When selecting a methodology, it’s important to recognize that a project manager generally sets the direction and maintains standards and status of the project—but they may also have the additional goal of aligning all projects with an organization’s strategic objectives, which might involve a different set of tools for managing project portfolios or business processes more broadly.
Modern Project Management Skills & Techniques
Traditionally, project management techniques revolved around project planning and scheduling skills, including:
- Setting budgets and aligning them with time frames
- Allocating resources to tasks and keeping track of capacity and output with progress reports
That is still true today, but more recently it has become more widely recognized that project management also revolves around communication skills, people leadership skills, and a strong business sense.
With that in mind, here are six project management techniques that every modern project manager should be familiar with:
1. Breaking A Project Down Into Tasks
Also known as “project decomposition” this technique is about organizing work into small, manageable, and often hierarchical chunks.
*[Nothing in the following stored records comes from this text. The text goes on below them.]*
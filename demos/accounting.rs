#[macro_use]
extern crate tracing;

use anyhow::Result;
use xero_private::{Client, Invoice, Payment, Resource};

#[tokio::main]
async fn main() -> Result<()> {
    tracing_subscriber::fmt::init();

    // Reads XERO_CONSUMER_KEY and XERO_PRIVATE_KEY (or XERO_PRIVATE_KEY_PATH)
    let client = Client::from_env()?;

    let invoices = client.invoices().list_all().await?;
    info!("found {} invoices", invoices.len());

    let total_due = invoices
        .iter()
        .filter_map(|invoice| invoice.amount_due)
        .sum::<rust_decimal::Decimal>();
    info!("total amount due: {}", total_due);

    // Stream payments page by page instead of collecting them all at once
    let mut pages = client.pages::<Payment>();
    while let Some(page) = pages.next_page().await? {
        info!("received {} payments", page.len());
    }
    info!(
        "fetched {} pages of payments with {} pauses",
        pages.pages_fetched(),
        pages.pauses()
    );

    if let Some(invoice) = invoices.first().cloned() {
        let copy = Invoice {
            invoice_id: None,
            invoice_number: None,
            ..invoice
        };
        debug!("would create {}", <Invoice as Resource>::to_xml(&[copy])?);
    }

    Ok(())
}
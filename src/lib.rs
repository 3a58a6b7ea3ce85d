//! # xero-private
//!
//! A Rust client for the accounting API of a Xero private application: invoices,
//! payments and manual journals, exchanged as XML and signed with OAuth 1.0a RSA-SHA1.
//!
//! ```no_run
//! use xero_private::{Client, Credentials};
//!
//! # async fn run() -> xero_private::error::Result<()> {
//! let credentials = Credentials::from_pem_file("CONSUMER_KEY", "privatekey.pem")?;
//! let client = Client::new(credentials)?;
//! let invoices = client.invoices().list_all().await?;
//! println!("{} invoices", invoices.len());
//! # Ok(())
//! # }
//! ```
//!
//! ## Errors and Sentry
//!
//! Decode and API errors capture a [`SpanTrace`] where they are created. Install
//! `tracing_error::ErrorLayer` in your subscriber for the trace to carry spans:
//!
//! ```ignore
//! use tracing_subscriber::prelude::*;
//! use tracing_error::ErrorLayer;
//!
//! tracing_subscriber::registry()
//!     .with(tracing_subscriber::fmt::layer())
//!     .with(ErrorLayer::default())
//!     .init();
//! ```
//!
//! With the `sentry` feature, errors convert into Sentry breadcrumbs.

#![warn(clippy::pedantic)]
#![allow(clippy::missing_errors_doc)]

#[macro_use]
extern crate tracing;

pub mod client;
pub mod endpoints;
pub mod entities;
pub mod error;
pub mod oauth;
pub mod pagination;
pub mod utils;

#[cfg(feature = "sentry")]
pub mod sentry_integration;

pub use client::{Client, ClientBuilder, RawResponse, Transport};
pub use endpoints::XeroEndpoint;
pub use entities::{
    Envelope, Resource,
    contact::{Address, AddressType, Contact},
    invoice::Invoice,
    line_item::{LineAmountType, LineItem},
    manual_journal::{JournalLine, ManualJournal},
    payment::Payment,
};
pub use error::{ApiException, Error, ErrorCategory};
pub use oauth::Credentials;
pub use pagination::{ListOptions, Pacing, Pages};

// Re-export SpanTrace for users who want to access it
pub use tracing_error::SpanTrace;
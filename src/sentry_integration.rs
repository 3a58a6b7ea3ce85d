//! Sentry integration for xero-private errors.
//!
//! Only available with the `sentry` feature:
//!
//! ```toml
//! [dependencies]
//! xero-private = { version = "0.1", features = ["sentry"] }
//! ```
//!
//! Errors convert into breadcrumbs with `Breadcrumb::from(&error)`, and
//! [`error_to_sentry_context`] collects extra context for a scope.

use std::collections::BTreeMap;

use sentry_core::{Breadcrumb, protocol::Value};

use crate::error::{Error, ErrorCategory};

/// Convert an xero-private Error into a Sentry breadcrumb.
impl<'a> From<&'a Error> for Breadcrumb {
    fn from(error: &'a Error) -> Self {
        let mut data = BTreeMap::new();
        let category = match error {
            Error::NotFound {
                url, status_code, ..
            } => {
                data.insert("url".to_string(), Value::from(url.clone()));
                data.insert("status_code".to_string(), Value::from(status_code.as_u16()));
                "http.response"
            }
            Error::OAuth {
                problem,
                status_code,
                ..
            } => {
                data.insert("problem".to_string(), Value::from(problem.clone()));
                data.insert("status_code".to_string(), Value::from(status_code.as_u16()));
                "auth"
            }
            Error::RateLimitExceeded { url, .. } => {
                data.insert("url".to_string(), Value::from(url.clone()));
                "xero.rate_limit"
            }
            Error::Api { exception, .. } => {
                data.insert("error_number".to_string(), Value::from(exception.error_number));
                data.insert(
                    "error_type".to_string(),
                    Value::from(exception.exception_type.clone()),
                );
                "xero.api"
            }
            Error::DeserializationError { .. } => "http.response",
            Error::Request(_) => "http.request",
            _ => match error.category() {
                ErrorCategory::Client => "xero.config",
                _ => "xero",
            },
        };

        Breadcrumb {
            ty: "error".to_string(),
            category: Some(category.to_string()),
            message: Some(error.to_string()),
            data,
            level: sentry_core::Level::Error,
            ..Default::default()
        }
    }
}

/// Extra context for a Sentry scope: the span trace, the response body preview and the
/// validation messages of an API error, when present.
pub fn error_to_sentry_context(error: &Error) -> BTreeMap<String, Value> {
    let mut context = BTreeMap::new();

    if let Some(span_trace) = error.span_trace() {
        context.insert(
            "xero.span_trace".to_string(),
            Value::from(format!("{span_trace}")),
        );
    }

    let body = match error {
        Error::DeserializationError { response_body, .. }
        | Error::NotFound { response_body, .. } => response_body.as_deref(),
        _ => None,
    };
    if let Some(body) = body {
        let truncated: String = body.chars().take(500).collect();
        context.insert("xero.response_body".to_string(), Value::from(truncated));
    }

    if let Some(exception) = error.api_exception() {
        let messages = exception
            .validation_messages()
            .into_iter()
            .map(Value::from)
            .collect::<Vec<_>>();
        if !messages.is_empty() {
            context.insert("xero.validation_errors".to_string(), Value::Array(messages));
        }
    }

    context
}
The goal here is to get to a task level view to drive accurate cost estimation, realistic timelines, and an understanding of task dependencies from the bottom up. The output is typically a work breakdown structure.
2. Visualizing The Project Schedule
At some point, a project manager will need to share a high-level view of the project plan to an executive sponsor, a client, a project stakeholder, or their project team. The best way to do this is to visualize the work in a way that shows the durations, priorities, dependencies, and/or level of effort involved. This can take the form of a Gantt chart, a PERT diagram, or a project roadmap.
3.Measuring And Managing Project And Team Performance
A project likely won’t go perfectly to plan, so tracking how the project is performing in terms of costs, timeline, and adherence to scope—as well as how the team is performing in terms of velocity, collaboration, and morale—are key to making crucial adjustments to reach success.
Some techniques within this include earned value management, creating a requirements traceability matrix, gathering team feedback, conducting sprint retrospectives, and creating a psychologically-safe working environment.
4. Risk Management And Problem Solving
Risk management helps a project manager make a plan for unwelcome surprises that might happen or might not. Problem solving helps a project manager deal with issues that have come up.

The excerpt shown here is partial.